Your restaurant is likely suffering the post-pandemic blues because of obsolete or overused recruiting tools. Fortunately, regardless of the industry you work in, there is a solution to this once-in-a-lifetime post-pandemic talent shortage. It is partially characterized by the rare combination of high employment and a dramatic shortage of job applicants. So, if you want your business to thrive again, most must immediately shift to more creative recruiting tools designed for this unique economic situation.
And although my master list includes tools that work in every industry. This article is limited to the specific recruiting tools that are extremely effective in today’s restaurant industry. I know which tools work best in the restaurant industry because, fortunately, over the years, I have advised a wide range of firms, from large restaurant chains like McDonald’s down to the smallest family-owned taqueria – covering every aspect of recruiting. And for this post-pandemic article, I’ve selected the 10 best restaurant recruiting tools that fit this labor marketplace. The selected tools are also practical because each one passed the three-capability test of being intuitive, inexpensive, and easy to implement.
First Understand Why You Are Experiencing A Restaurant Applicant Shortage
It’s best to start solving the restaurant applicant shortage problem by understanding the underlying economics. The first element of the problem is the lack of applicants. Even though the unemployment rate is currently extremely high, restaurants are still receiving few applicants, primarily due to unusually high unemployment checks. Because there is such a small differential between unemployment pay and the pay that someone would receive as a restaurant worker. This differential will continue to keep lower-paid former restaurant workers from returning to work until their higher benefits run out. A second cause is that experienced restaurant workers are not making it their first choice to return to an industry that takes them away from their family because most restaurant jobs make them work many nights and most weekends. A third cause emanates from school closure issues and the related lack of adequate, affordable childcare. Many parents with restaurant experience would be applicants today if pandemic-related school issues weren’t forcing them to stay home and care for their kids.

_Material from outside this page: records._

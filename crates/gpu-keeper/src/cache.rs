//! Persisted instance identity.
//!
//! The handle of the managed instance survives process restarts so that
//! every process on the host drives the same instance. Files are
//! last-writer-wins; nothing here locks.

use std::collections::HashMap;
use std::path::{Path, PathBuf};
use std::sync::{Mutex, PoisonError};

use serde::{Deserialize, Serialize};
use thiserror::Error;
use tracing::{debug, info};

/// Errors from a [`HandleStore`].
#[derive(Error, Debug)]
pub enum CacheError {
    /// Filesystem error.
    #[error("cache I/O error at {path}: {source}")]
    Io {
        path: PathBuf,
        #[source]
        source: std::io::Error,
    },

    /// The cache file is not valid JSON.
    #[error("corrupt cache file {path}: {source}")]
    Corrupt {
        path: PathBuf,
        #[source]
        source: serde_json::Error,
    },
}

/// Identity of the managed instance for one server type.
#[derive(Debug, Clone, PartialEq, Eq, Serialize, Deserialize)]
pub struct InstanceHandle {
    /// Provider project ID.
    pub project_id: String,
    /// Zone the instance lives in.
    pub zone: String,
    /// Provider instance ID (or name).
    pub instance_id: String,
    /// Workload type.
    pub server_type: String,
}

impl InstanceHandle {
    /// Create a handle.
    #[must_use]
    pub fn new(
        project_id: impl Into<String>,
        zone: impl Into<String>,
        instance_id: impl Into<String>,
        server_type: impl Into<String>,
    ) -> Self {
        Self {
            project_id: project_id.into(),
            zone: zone.into(),
            instance_id: instance_id.into(),
            server_type: server_type.into(),
        }
    }
}

/// Storage for instance handles (keyed by server type) and last known IPs
/// (keyed by instance ID).
pub trait HandleStore: Send + Sync {
    /// Load the handle for a server type.
    ///
    /// # Errors
    /// Returns an error if the store cannot be read.
    fn load(&self, server_type: &str) -> Result<Option<InstanceHandle>, CacheError>;

    /// Persist a handle, replacing any previous one for its server type.
    ///
    /// # Errors
    /// Returns an error if the store cannot be written.
    fn save(&self, handle: &InstanceHandle) -> Result<(), CacheError>;

    /// Remove the handle for a server type. Removing nothing is not an error.
    ///
    /// # Errors
    /// Returns an error if the store cannot be written.
    fn remove(&self, server_type: &str) -> Result<(), CacheError>;

    /// Last known IP of an instance.
    ///
    /// # Errors
    /// Returns an error if the store cannot be read.
    fn load_ip(&self, instance_id: &str) -> Result<Option<String>, CacheError>;

    /// Remember the IP of an instance.
    ///
    /// # Errors
    /// Returns an error if the store cannot be written.
    fn save_ip(&self, instance_id: &str, ip: &str) -> Result<(), CacheError>;
}

/// File-backed store: one JSON file per server type, one plain-text file
/// per instance ID.
#[derive(Debug, Clone)]
pub struct FileHandleStore {
    dir: PathBuf,
    project_id: String,
}

impl FileHandleStore {
    /// Create a store rooted at `dir`. File names are prefixed with the
    /// project so several projects can share a directory.
    #[must_use]
    pub fn new(dir: impl Into<PathBuf>, project_id: impl Into<String>) -> Self {
        Self {
            dir: dir.into(),
            project_id: project_id.into(),
        }
    }

    /// Path of the handle file for a server type.
    #[must_use]
    pub fn handle_path(&self, server_type: &str) -> PathBuf {
        self.dir
            .join(format!("{}_{server_type}_instance.json", self.project_id))
    }

    /// Path of the IP file for an instance.
    #[must_use]
    pub fn ip_path(&self, instance_id: &str) -> PathBuf {
        self.dir.join(format!("{}_{instance_id}.ip", self.project_id))
    }

    fn read_optional(path: &Path) -> Result<Option<String>, CacheError> {
        match std::fs::read_to_string(path) {
            Ok(content) => Ok(Some(content)),
            Err(e) if e.kind() == std::io::ErrorKind::NotFound => Ok(None),
            Err(source) => Err(CacheError::Io {
                path: path.to_path_buf(),
                source,
            }),
        }
    }

    /// Write through a sibling temp file so readers never see a torn file.
    fn write(&self, path: &Path, content: &str) -> Result<(), CacheError> {
        let io_err = |source| CacheError::Io {
            path: path.to_path_buf(),
            source,
        };
        std::fs::create_dir_all(&self.dir).map_err(io_err)?;
        let tmp = path.with_extension("tmp");
        std::fs::write(&tmp, content).map_err(io_err)?;
        std::fs::rename(&tmp, path).map_err(io_err)
    }
}

impl HandleStore for FileHandleStore {
    fn load(&self, server_type: &str) -> Result<Option<InstanceHandle>, CacheError> {
        let path = self.handle_path(server_type);
        let Some(content) = Self::read_optional(&path)? else {
            return Ok(None);
        };
        let handle: InstanceHandle =
            serde_json::from_str(&content).map_err(|source| CacheError::Corrupt {
                path: path.clone(),
                source,
            })?;
        debug!(path = %path.display(), zone = %handle.zone, instance_id = %handle.instance_id, "Loaded instance handle");
        Ok(Some(handle))
    }

    fn save(&self, handle: &InstanceHandle) -> Result<(), CacheError> {
        let path = self.handle_path(&handle.server_type);
        let content = serde_json::to_string_pretty(handle).map_err(|source| {
            CacheError::Corrupt {
                path: path.clone(),
                source,
            }
        })?;
        self.write(&path, &content)?;
        info!(path = %path.display(), zone = %handle.zone, instance_id = %handle.instance_id, "Saved instance handle");
        Ok(())
    }

    fn remove(&self, server_type: &str) -> Result<(), CacheError> {
        let path = self.handle_path(server_type);
        match std::fs::remove_file(&path) {
            Ok(()) => {
                info!(path = %path.display(), "Removed instance handle");
                Ok(())
            }
            Err(e) if e.kind() == std::io::ErrorKind::NotFound => Ok(()),
            Err(source) => Err(CacheError::Io { path, source }),
        }
    }

    fn load_ip(&self, instance_id: &str) -> Result<Option<String>, CacheError> {
        Ok(Self::read_optional(&self.ip_path(instance_id))?
            .map(|ip| ip.trim().to_string())
            .filter(|ip| !ip.is_empty()))
    }

    fn save_ip(&self, instance_id: &str, ip: &str) -> Result<(), CacheError> {
        self.write(&self.ip_path(instance_id), ip)
    }
}

/// In-memory store for tests and single-process embedding.
#[derive(Debug, Default)]
pub struct MemoryHandleStore {
    handles: Mutex<HashMap<String, InstanceHandle>>,
    ips: Mutex<HashMap<String, String>>,
}

impl MemoryHandleStore {
    /// Create an empty store.
    #[must_use]
    pub fn new() -> Self {
        Self::default()
    }

    /// Create a store already holding a handle.
    #[must_use]
    pub fn with_handle(handle: InstanceHandle) -> Self {
        let store = Self::default();
        store
            .handles
            .lock()
            .unwrap_or_else(PoisonError::into_inner)
            .insert(handle.server_type.clone(), handle);
        store
    }
}

impl HandleStore for MemoryHandleStore {
    fn load(&self, server_type: &str) -> Result<Option<InstanceHandle>, CacheError> {
        Ok(self
            .handles
            .lock()
            .unwrap_or_else(PoisonError::into_inner)
            .get(server_type)
            .cloned())
    }

    fn save(&self, handle: &InstanceHandle) -> Result<(), CacheError> {
        self.handles
            .lock()
            .unwrap_or_else(PoisonError::into_inner)
            .insert(handle.server_type.clone(), handle.clone());
        Ok(())
    }

    fn remove(&self, server_type: &str) -> Result<(), CacheError> {
        self.handles
            .lock()
            .unwrap_or_else(PoisonError::into_inner)
            .remove(server_type);
        Ok(())
    }

    fn load_ip(&self, instance_id: &str) -> Result<Option<String>, CacheError> {
        Ok(self
            .ips
            .lock()
            .unwrap_or_else(PoisonError::into_inner)
            .get(instance_id)
            .cloned())
    }

    fn save_ip(&self, instance_id: &str, ip: &str) -> Result<(), CacheError> {
        self.ips
            .lock()
            .unwrap_or_else(PoisonError::into_inner)
            .insert(instance_id.to_string(), ip.to_string());
        Ok(())
    }
}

Dr. Sullivan’s Top Restaurant Recruiting Tools (Tailored To The Post-Pandemic Environment)
Below are the top 10 recruiting tools that are especially powerful during our current post-pandemic talent shortage. Most are unique and a little bit bold to counter our industry’s extremely conservative historical approach to recruiting. Which I should note has seldom dared to try anything beyond the use of large job boards, newspaper ads, and the ubiquitous “we are hiring” sign. Although most of the tools on this list have been frequently used in “aggressive recruiting industries” like high-tech. They have barely even been spoken about in the restaurant industry. Additional tools on the list are there because they work especially well in the post-pandemic environment. Many workers are consciously avoiding restaurant opportunities. If you expect to utilize only one or two of the most powerful tools, note that the most effective and the easiest to implement tools are listed first. Each of the tools is completely intuitive and self-explanatory. I have provided a hyperlink to a more detailed “how-to” article for more details on the tool and its implementation.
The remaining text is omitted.